By Christi Turner @sustainability.love
It’s been nearly four years since I’ve been what I call “carless by choice,” using my feet, public transit, the occasional Lyft ride, carpooling, and of course my bicycle as my means of getting around. Within that time frame I’ve also become what you might call “avid cyclist,” transforming from person-who-likes-bikes into person-who-lives-to-ride-bikes, for fun and for transportation. Naturally this all means that I ride my bike to work as much as possible. For about a year, that meant I had only a 1.5 mile bike commute, about 99% of which was done on Denver’s two major bike paths, the South Platte River Trail and the Cherry Creek Trail – really, really sweet deal. And now, I literally have a job that happens on a bicycle – so every day is bike to work day.
But none of this was by accident. I did this all totally by design: getting rid of my car, prioritizing living close to the bike path, striving to have a job that’s easily bikeable, eventually quitting said job to start my own bike-based business (more on that some other time), etc. I’ve tried to live in a place where I can also easily walk or bike to a grocery store, and to every other spot I might want to frequent on a regular basis, like a good coffee shop, or a post office, or a nice place to get happy hour.

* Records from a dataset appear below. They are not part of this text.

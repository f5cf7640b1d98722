//! Resource values: scalars, integer ranges, and label sets.

use std::collections::BTreeSet;
use std::fmt;

use serde::{Deserialize, Serialize};

/// The type of a resource value.
#[derive(Debug, Clone, Copy, PartialEq, Eq, PartialOrd, Ord, Hash, Serialize, Deserialize)]
#[serde(rename_all = "snake_case")]
pub enum ValueKind {
    Scalar,
    Ranges,
    Set,
}

impl fmt::Display for ValueKind {
    fn fmt(&self, f: &mut fmt::Formatter<'_>) -> fmt::Result {
        match self {
            ValueKind::Scalar => write!(f, "scalar"),
            ValueKind::Ranges => write!(f, "ranges"),
            ValueKind::Set => write!(f, "set"),
        }
    }
}

/// A set of disjoint closed integer intervals, kept canonical: sorted,
/// non-overlapping, with adjacent intervals merged.
#[derive(Debug, Clone, Default, PartialEq, Eq, Serialize, Deserialize)]
pub struct Ranges(Vec<(u64, u64)>);

impl Ranges {
    /// Builds a canonical range set from arbitrary intervals.
    ///
    /// Intervals are closed (`begin..=end`); overlapping and adjacent
    /// intervals are merged.
    pub fn new(intervals: impl IntoIterator<Item = (u64, u64)>) -> Self {
        let mut intervals: Vec<(u64, u64)> = intervals
            .into_iter()
            .filter(|(begin, end)| begin <= end)
            .collect();
        intervals.sort_unstable();

        let mut merged: Vec<(u64, u64)> = Vec::with_capacity(intervals.len());
        for (begin, end) in intervals {
            match merged.last_mut() {
                // Merge overlapping or adjacent intervals.
                Some((_, last_end)) if begin <= last_end.saturating_add(1) => {
                    *last_end = (*last_end).max(end);
                }
                _ => merged.push((begin, end)),
            }
        }

        Self(merged)
    }

    /// Returns true if no integers are covered.
    pub fn is_empty(&self) -> bool {
        self.0.is_empty()
    }

    /// Number of integers covered.
    pub fn size(&self) -> u64 {
        self.0.iter().map(|(begin, end)| end - begin + 1).sum()
    }

    /// The canonical intervals.
    pub fn intervals(&self) -> &[(u64, u64)] {
        &self.0
    }

    /// Returns true if every integer in `other` is covered by `self`.
    pub fn contains(&self, other: &Ranges) -> bool {
        other.0.iter().all(|&(begin, end)| {
            self.0
                .iter()
                .any(|&(sb, se)| sb <= begin && end <= se)
        })
    }

    /// Union of two range sets.
    pub fn union(&self, other: &Ranges) -> Ranges {
        Ranges::new(self.0.iter().chain(other.0.iter()).copied())
    }

    /// Removes every integer in `other` from `self`, saturating at empty.
    pub fn subtract(&self, other: &Ranges) -> Ranges {
        let mut result = self.0.clone();
        for &(begin, end) in &other.0 {
            let mut next = Vec::with_capacity(result.len() + 1);
            for (sb, se) in result {
                if end < sb || se < begin {
                    next.push((sb, se));
                    continue;
                }
                if sb < begin {
                    next.push((sb, begin - 1));
                }
                if end < se {
                    next.push((end + 1, se));
                }
            }
            result = next;
        }
        Ranges(result)
    }
}

impl fmt::Display for Ranges {
    fn fmt(&self, f: &mut fmt::Formatter<'_>) -> fmt::Result {
        write!(f, "[")?;
        for (i, (begin, end)) in self.0.iter().enumerate() {
            if i > 0 {
                write!(f, ",")?;
            }
            write!(f, "{}-{}", begin, end)?;
        }
        write!(f, "]")
    }
}

/// The value of a single resource.
#[derive(Debug, Clone, PartialEq, Serialize, Deserialize)]
#[serde(rename_all = "snake_case")]
pub enum Value {
    Scalar(f64),
    Ranges(Ranges),
    Set(BTreeSet<String>),
}

impl Value {
    /// The kind tag of this value.
    pub fn kind(&self) -> ValueKind {
        match self {
            Value::Scalar(_) => ValueKind::Scalar,
            Value::Ranges(_) => ValueKind::Ranges,
            Value::Set(_) => ValueKind::Set,
        }
    }

    /// Returns true for a zero scalar, an empty range set, or an empty
    /// label set.
    pub fn is_empty(&self) -> bool {
        match self {
            Value::Scalar(value) => *value == 0.0,
            Value::Ranges(ranges) => ranges.is_empty(),
            Value::Set(set) => set.is_empty(),
        }
    }

    /// The scalar amount, if this is a scalar value.
    pub fn as_scalar(&self) -> Option<f64> {
        match self {
            Value::Scalar(value) => Some(*value),
            _ => None,
        }
    }
}

impl fmt::Display for Value {
    fn fmt(&self, f: &mut fmt::Formatter<'_>) -> fmt::Result {
        match self {
            Value::Scalar(value) => {
                if value.fract() == 0.0 && value.abs() < 1e15 {
                    write!(f, "{}", *value as i64)
                } else {
                    write!(f, "{}", value)
                }
            }
            Value::Ranges(ranges) => write!(f, "{}", ranges),
            Value::Set(set) => {
                write!(f, "{{")?;
                for (i, item) in set.iter().enumerate() {
                    if i > 0 {
                        write!(f, ",")?;
                    }
                    write!(f, "{}", item)?;
                }
                write!(f, "}}")
            }
        }
    }
}

#[cfg(test)]
mod tests {
    use super::*;

    #[test]
    fn test_ranges_canonicalise() {
        let ranges = Ranges::new([(10, 20), (15, 25), (30, 40)]);
        assert_eq!(ranges.intervals(), &[(10, 25), (30, 40)]);
    }

    #[test]
    fn test_ranges_merge_adjacent() {
        let ranges = Ranges::new([(1, 5), (6, 10)]);
        assert_eq!(ranges.intervals(), &[(1, 10)]);
    }

    #[test]
    fn test_ranges_drop_inverted() {
        let ranges = Ranges::new([(5, 1)]);
        assert!(ranges.is_empty());
    }

    #[test]
    fn test_ranges_size() {
        let ranges = Ranges::new([(1, 10), (20, 21)]);
        assert_eq!(ranges.size(), 12);
    }

    #[test]
    fn test_ranges_contains() {
        let outer = Ranges::new([(1, 100)]);
        let inner = Ranges::new([(5, 10), (50, 60)]);
        assert!(outer.contains(&inner));
        assert!(!inner.contains(&outer));
    }

    #[test]
    fn test_ranges_subtract_splits() {
        let ranges = Ranges::new([(1, 10)]);
        let removed = ranges.subtract(&Ranges::new([(4, 6)]));
        assert_eq!(removed.intervals(), &[(1, 3), (7, 10)]);
    }

    #[test]
    fn test_ranges_subtract_saturates() {
        let ranges = Ranges::new([(1, 10)]);
        let removed = ranges.subtract(&Ranges::new([(0, 100)]));
        assert!(removed.is_empty());
    }

    #[test]
    fn test_value_display() {
        assert_eq!(Value::Scalar(4.0).to_string(), "4");
        assert_eq!(Value::Scalar(0.5).to_string(), "0.5");
        assert_eq!(Value::Ranges(Ranges::new([(1, 3)])).to_string(), "[1-3]");

        let set: BTreeSet<String> = ["b".to_string(), "a".to_string()].into();
        assert_eq!(Value::Set(set).to_string(), "{a,b}");
    }
}
//! Resource bundles and their componentwise arithmetic.

use std::collections::BTreeSet;
use std::fmt;
use std::ops::{Add, AddAssign, Sub, SubAssign};

use serde::{Deserialize, Serialize};

use crate::error::ResourceError;
use crate::value::{Ranges, Value, ValueKind};

/// A single named, typed resource quantity.
#[derive(Debug, Clone, PartialEq, Serialize, Deserialize)]
pub struct Resource {
    pub name: String,
    pub value: Value,
}

impl Resource {
    pub fn new(name: impl Into<String>, value: Value) -> Self {
        Self {
            name: name.into(),
            value,
        }
    }

    /// Shorthand for a scalar resource.
    pub fn scalar(name: impl Into<String>, value: f64) -> Self {
        Self::new(name, Value::Scalar(value))
    }
}

impl fmt::Display for Resource {
    fn fmt(&self, f: &mut fmt::Formatter<'_>) -> fmt::Result {
        write!(f, "{}:{}", self.name, self.value)
    }
}

/// A multiset-like bundle of resources, canonical at all times: one
/// component per (name, kind), sorted by name then kind, empty
/// components dropped. Negative scalars are representable (bundle
/// subtraction does not clamp); ranges and sets saturate at empty.
#[derive(Debug, Clone, Default, PartialEq, Serialize, Deserialize)]
#[serde(transparent)]
pub struct Resources(Vec<Resource>);

impl Resources {
    /// The empty bundle.
    pub fn empty() -> Self {
        Self::default()
    }

    /// Builds a canonical bundle from arbitrary components, merging
    /// duplicates componentwise.
    pub fn new(resources: impl IntoIterator<Item = Resource>) -> Self {
        let mut bundle = Self::empty();
        for resource in resources {
            bundle.absorb(resource);
        }
        bundle
    }

    /// Parses the textual form, e.g.
    /// `cpus:8;mem:16384;ports:[31000-32000];disks:{sda1,sda2}`.
    ///
    /// Scalars must be non-negative; intervals must be ordered.
    pub fn parse(input: &str) -> Result<Self, ResourceError> {
        let mut bundle = Self::empty();

        for segment in input.split(';') {
            let segment = segment.trim();
            if segment.is_empty() {
                continue;
            }

            let Some((name, value)) = segment.split_once(':') else {
                return Err(ResourceError::parse(segment, "expected name:value"));
            };
            let name = name.trim();
            let value = value.trim();
            if name.is_empty() {
                return Err(ResourceError::parse(segment, "empty resource name"));
            }

            let value = if let Some(body) = value.strip_prefix('[') {
                let Some(body) = body.strip_suffix(']') else {
                    return Err(ResourceError::parse(segment, "unterminated range"));
                };
                Value::Ranges(parse_ranges(segment, body)?)
            } else if let Some(body) = value.strip_prefix('{') {
                let Some(body) = body.strip_suffix('}') else {
                    return Err(ResourceError::parse(segment, "unterminated set"));
                };
                let items: BTreeSet<String> = body
                    .split(',')
                    .map(str::trim)
                    .filter(|item| !item.is_empty())
                    .map(str::to_string)
                    .collect();
                Value::Set(items)
            } else {
                let scalar: f64 = value
                    .parse()
                    .map_err(|_| ResourceError::parse(segment, "expected a number"))?;
                if !scalar.is_finite() || scalar < 0.0 {
                    return Err(ResourceError::parse(
                        segment,
                        "scalar resources must be finite and non-negative",
                    ));
                }
                Value::Scalar(scalar)
            };

            bundle.absorb(Resource::new(name, value));
        }

        Ok(bundle)
    }

    /// Returns true if the bundle has no components.
    pub fn is_empty(&self) -> bool {
        self.0.is_empty()
    }

    /// Number of components.
    pub fn len(&self) -> usize {
        self.0.len()
    }

    /// Iterates over the constituent resources.
    pub fn iter(&self) -> impl Iterator<Item = &Resource> {
        self.0.iter()
    }

    /// Looks up the value with the given name. If the bundle carries
    /// several kinds under one name, the scalar wins.
    pub fn get(&self, name: &str) -> Option<&Value> {
        self.0
            .iter()
            .filter(|resource| resource.name == name)
            .min_by_key(|resource| resource.value.kind())
            .map(|resource| &resource.value)
    }

    /// The scalar amount under `name`, if any.
    pub fn scalar(&self, name: &str) -> Option<f64> {
        self.0
            .iter()
            .find(|r| r.name == name && r.value.kind() == ValueKind::Scalar)
            .and_then(|r| r.value.as_scalar())
    }

    /// Returns true if `other` is componentwise contained in `self`.
    pub fn contains(&self, other: &Resources) -> bool {
        other.0.iter().all(|needed| {
            let have = self
                .0
                .iter()
                .find(|r| r.name == needed.name && r.value.kind() == needed.value.kind());
            match (have, &needed.value) {
                (Some(have), Value::Scalar(needed)) => {
                    have.value.as_scalar().is_some_and(|have| have >= *needed)
                }
                (Some(have), Value::Ranges(needed)) => match &have.value {
                    Value::Ranges(have) => have.contains(needed),
                    _ => false,
                },
                (Some(have), Value::Set(needed)) => match &have.value {
                    Value::Set(have) => needed.is_subset(have),
                    _ => false,
                },
                (None, _) => needed.value.is_empty(),
            }
        })
    }

    /// Subtracts `other`, failing without mutation if any component
    /// would underflow (scalar going negative, range or set not
    /// contained).
    pub fn checked_sub(&self, other: &Resources) -> Result<Resources, ResourceError> {
        if !self.contains(other) {
            let name = other
                .0
                .iter()
                .find(|needed| {
                    !self.contains(&Resources(vec![(*needed).clone()]))
                })
                .map(|r| r.name.clone())
                .unwrap_or_default();
            return Err(ResourceError::Underflow {
                name,
                minuend: self.to_string(),
                subtrahend: other.to_string(),
            });
        }
        Ok(self.clone() - other.clone())
    }

    // Merge one component into the canonical vector.
    fn absorb(&mut self, resource: Resource) {
        if let Some(existing) = self
            .0
            .iter_mut()
            .find(|r| r.name == resource.name && r.value.kind() == resource.value.kind())
        {
            match (&mut existing.value, resource.value) {
                (Value::Scalar(a), Value::Scalar(b)) => *a += b,
                (Value::Ranges(a), Value::Ranges(b)) => *a = a.union(&b),
                (Value::Set(a), Value::Set(b)) => a.extend(b),
                _ => unreachable!("kind-matched above"),
            }
        } else {
            self.0.push(resource);
        }
        self.canonicalise();
    }

    fn subtract(&mut self, resource: &Resource) {
        if let Some(existing) = self
            .0
            .iter_mut()
            .find(|r| r.name == resource.name && r.value.kind() == resource.value.kind())
        {
            match (&mut existing.value, &resource.value) {
                (Value::Scalar(a), Value::Scalar(b)) => *a -= b,
                (Value::Ranges(a), Value::Ranges(b)) => *a = a.subtract(b),
                (Value::Set(a), Value::Set(b)) => {
                    a.retain(|item| !b.contains(item));
                }
                _ => unreachable!("kind-matched above"),
            }
        } else if let Value::Scalar(b) = resource.value {
            // Subtracting a scalar that is not present leaves a deficit.
            if b != 0.0 {
                self.0.push(Resource::scalar(resource.name.clone(), -b));
            }
        }
        self.canonicalise();
    }

    fn canonicalise(&mut self) {
        self.0.retain(|resource| !resource.value.is_empty());
        self.0
            .sort_by(|a, b| (a.name.as_str(), a.value.kind()).cmp(&(b.name.as_str(), b.value.kind())));
    }
}

impl fmt::Display for Resources {
    fn fmt(&self, f: &mut fmt::Formatter<'_>) -> fmt::Result {
        for (i, resource) in self.0.iter().enumerate() {
            if i > 0 {
                write!(f, ";")?;
            }
            write!(f, "{}", resource)?;
        }
        Ok(())
    }
}

impl FromIterator<Resource> for Resources {
    fn from_iter<T: IntoIterator<Item = Resource>>(iter: T) -> Self {
        Self::new(iter)
    }
}

impl<'a> IntoIterator for &'a Resources {
    type Item = &'a Resource;
    type IntoIter = std::slice::Iter<'a, Resource>;

    fn into_iter(self) -> Self::IntoIter {
        self.0.iter()
    }
}

impl AddAssign<&Resources> for Resources {
    fn add_assign(&mut self, rhs: &Resources) {
        for resource in &rhs.0 {
            self.absorb(resource.clone());
        }
    }
}

impl AddAssign for Resources {
    fn add_assign(&mut self, rhs: Resources) {
        *self += &rhs;
    }
}

impl Add for Resources {
    type Output = Resources;

    fn add(mut self, rhs: Resources) -> Resources {
        self += &rhs;
        self
    }
}

impl Add<&Resources> for Resources {
    type Output = Resources;

    fn add(mut self, rhs: &Resources) -> Resources {
        self += rhs;
        self
    }
}

impl SubAssign<&Resources> for Resources {
    fn sub_assign(&mut self, rhs: &Resources) {
        for resource in &rhs.0 {
            self.subtract(resource);
        }
    }
}

impl SubAssign for Resources {
    fn sub_assign(&mut self, rhs: Resources) {
        *self -= &rhs;
    }
}

impl Sub for Resources {
    type Output = Resources;

    fn sub(mut self, rhs: Resources) -> Resources {
        self -= &rhs;
        self
    }
}

impl Sub<&Resources> for Resources {
    type Output = Resources;

    fn sub(mut self, rhs: &Resources) -> Resources {
        self -= rhs;
        self
    }
}

fn parse_ranges(segment: &str, body: &str) -> Result<Ranges, ResourceError> {
    let mut intervals = Vec::new();
    for part in body.split(',') {
        let part = part.trim();
        if part.is_empty() {
            continue;
        }
        let Some((begin, end)) = part.split_once('-') else {
            return Err(ResourceError::parse(segment, "expected begin-end"));
        };
        let begin: u64 = begin
            .trim()
            .parse()
            .map_err(|_| ResourceError::parse(segment, "range bounds must be integers"))?;
        let end: u64 = end
            .trim()
            .parse()
            .map_err(|_| ResourceError::parse(segment, "range bounds must be integers"))?;
        if begin > end {
            return Err(ResourceError::parse(segment, "range begin exceeds end"));
        }
        intervals.push((begin, end));
    }
    Ok(Ranges::new(intervals))
}

#[cfg(test)]
mod tests {
    use super::*;

    fn parse(s: &str) -> Resources {
        Resources::parse(s).unwrap()
    }

    #[test]
    fn test_parse_scalars() {
        let r = parse("cpus:10;mem:1000");
        assert_eq!(r.scalar("cpus"), Some(10.0));
        assert_eq!(r.scalar("mem"), Some(1000.0));
        assert_eq!(r.len(), 2);
    }

    #[test]
    fn test_parse_mixed() {
        let r = parse("cpus:4; ports:[31000-32000,5000-5001]; disks:{sda1,sda2}");
        assert_eq!(r.scalar("cpus"), Some(4.0));
        match r.get("ports").unwrap() {
            Value::Ranges(ranges) => {
                assert_eq!(ranges.intervals(), &[(5000, 5001), (31000, 32000)])
            }
            other => panic!("unexpected value: {other:?}"),
        }
        match r.get("disks").unwrap() {
            Value::Set(set) => assert_eq!(set.len(), 2),
            other => panic!("unexpected value: {other:?}"),
        }
    }

    #[test]
    fn test_parse_empty() {
        assert!(parse("").is_empty());
        assert!(parse(" ; ; ").is_empty());
    }

    #[test]
    fn test_parse_rejects_negative_scalar() {
        assert!(Resources::parse("cpus:-1").is_err());
    }

    #[test]
    fn test_parse_rejects_garbage() {
        assert!(Resources::parse("cpus").is_err());
        assert!(Resources::parse("ports:[1-").is_err());
        assert!(Resources::parse("ports:[2-1]").is_err());
        assert!(Resources::parse("cpus:abc").is_err());
    }

    #[test]
    fn test_display_roundtrip() {
        let r = parse("cpus:2.5;disks:{a,b};mem:100;ports:[1-10]");
        assert_eq!(parse(&r.to_string()), r);
    }

    #[test]
    fn test_addition_merges_components() {
        let sum = parse("cpus:2;mem:100") + parse("cpus:3;ports:[1-5]");
        assert_eq!(sum, parse("cpus:5;mem:100;ports:[1-5]"));
    }

    #[test]
    fn test_addition_commutative() {
        let a = parse("cpus:2;ports:[1-10];disks:{x}");
        let b = parse("cpus:3;ports:[5-20];disks:{y}");
        assert_eq!(a.clone() + b.clone(), b + a);
    }

    #[test]
    fn test_addition_associative() {
        let a = parse("cpus:1");
        let b = parse("cpus:2;mem:5");
        let c = parse("mem:7;ports:[1-2]");
        assert_eq!(
            (a.clone() + b.clone()) + c.clone(),
            a + (b + c)
        );
    }

    #[test]
    fn test_self_subtraction_is_empty() {
        let r = parse("cpus:2;mem:100;ports:[1-10];disks:{a,b}");
        assert!((r.clone() - r).is_empty());
    }

    #[test]
    fn test_scalar_subtraction_goes_negative() {
        let pool = parse("cpus:2") - parse("cpus:5");
        assert_eq!(pool.scalar("cpus"), Some(-3.0));
    }

    #[test]
    fn test_subtracting_absent_scalar_leaves_deficit() {
        let pool = Resources::empty() - parse("mem:100");
        assert_eq!(pool.scalar("mem"), Some(-100.0));
    }

    #[test]
    fn test_range_subtraction_saturates() {
        let left = parse("ports:[1-10]") - parse("ports:[1-100]");
        assert!(left.is_empty());
    }

    #[test]
    fn test_contains() {
        let pool = parse("cpus:4;mem:1000;ports:[1-100]");
        assert!(pool.contains(&parse("cpus:2;ports:[5-10]")));
        assert!(pool.contains(&Resources::empty()));
        assert!(!pool.contains(&parse("cpus:5")));
        assert!(!pool.contains(&parse("disks:{a}")));
        assert!(!pool.contains(&parse("ports:[90-110]")));
    }

    #[test]
    fn test_checked_sub_underflow() {
        let pool = parse("cpus:1");
        let err = pool.checked_sub(&parse("cpus:2")).unwrap_err();
        assert!(matches!(err, ResourceError::Underflow { ref name, .. } if name == "cpus"));
        // No mutation on failure.
        assert_eq!(pool.scalar("cpus"), Some(1.0));
    }

    #[test]
    fn test_checked_sub_ok() {
        let pool = parse("cpus:4;ports:[1-10]");
        let rest = pool.checked_sub(&parse("cpus:1;ports:[1-2]")).unwrap();
        assert_eq!(rest, parse("cpus:3;ports:[3-10]"));
    }

    #[test]
    fn test_equality_is_canonical() {
        let a = parse("mem:100;cpus:2");
        let b = parse("cpus:2;mem:100");
        assert_eq!(a, b);
    }

    #[test]
    fn test_json_roundtrip() {
        let r = parse("cpus:2;ports:[1-10];disks:{a}");
        let json = serde_json::to_string(&r).unwrap();
        let back: Resources = serde_json::from_str(&json).unwrap();
        assert_eq!(back, r);
    }
}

Part of building a bikeable life has meant investing in more and more weather-appropriate riding gear as well – ear warmers and toe warmers to make frigid commutes less biting, the right tires to accommodate most conditions, gloves for rain and snow, etc. It’s not cheap, but then again I’ve chosen not to have the expense of a car on top of the bike-based investments – and it’s certainly far cheaper than a car. In the process, I’ve grown more and more familiar with the city and more comfortable doing more things on my bike around the urban core. That’s not to say I still don’t break into a sweat when I’m on some particularly un-bike-friendly roads, or hold my breath every time I cross under Blake on 38th, possibly one of the worst little chunks of Mile High commuting. And I use my experiences as an urban cyclist to be an advocate for more, better, safer cycling options in our city.
And I want to be clear: I don’t have any kids or pets, so I don’t have other people or animals depending on me to pick them up, drop them off, feed them, walk them or otherwise tailor my schedule to theirs. There are no team practices nor games nor other afterschool activities, nor doctor nor vet appointments for other beings – in short, none of those things that are so often cited as making a carless lifestyle more difficult. And it’s important to note that I’m lucky enough to be healthy and able-bodied, with nothing keeping me from providing my own pedal power.
I have to be honest: I don’t think of biking from place to place as “hard,” but I do recognize that living in a city with sub-par public transit and only decent bikeability makes it difficult to get around without a car, even for people who share similar circumstances as me. I know that not everyone is lucky enough to be able to make every day Bike to Work Day.
But this Wednesday June 28th, Denver’s official 2017 Bike to Work Day, the city is making it easy for you to give it a try. There’s a map of breakfast and water stations and other events happening all morning around the Mile High, right when you need them. There’s a chance to sign up with coworkers as a “team” and take all sorts of B2WD challenges together. There’s a map of active bike corridors (ABC, as the organizers call them) to help you plan your safest route possible. Heck, there are even prizes to motivate you. This is one day where it’s hard to have an excuse not to bike yourself to work. Be part of the movement to make Denver a more and more bike-friendly place to live, and to help more people choose bike-based mobility as a lifestyle.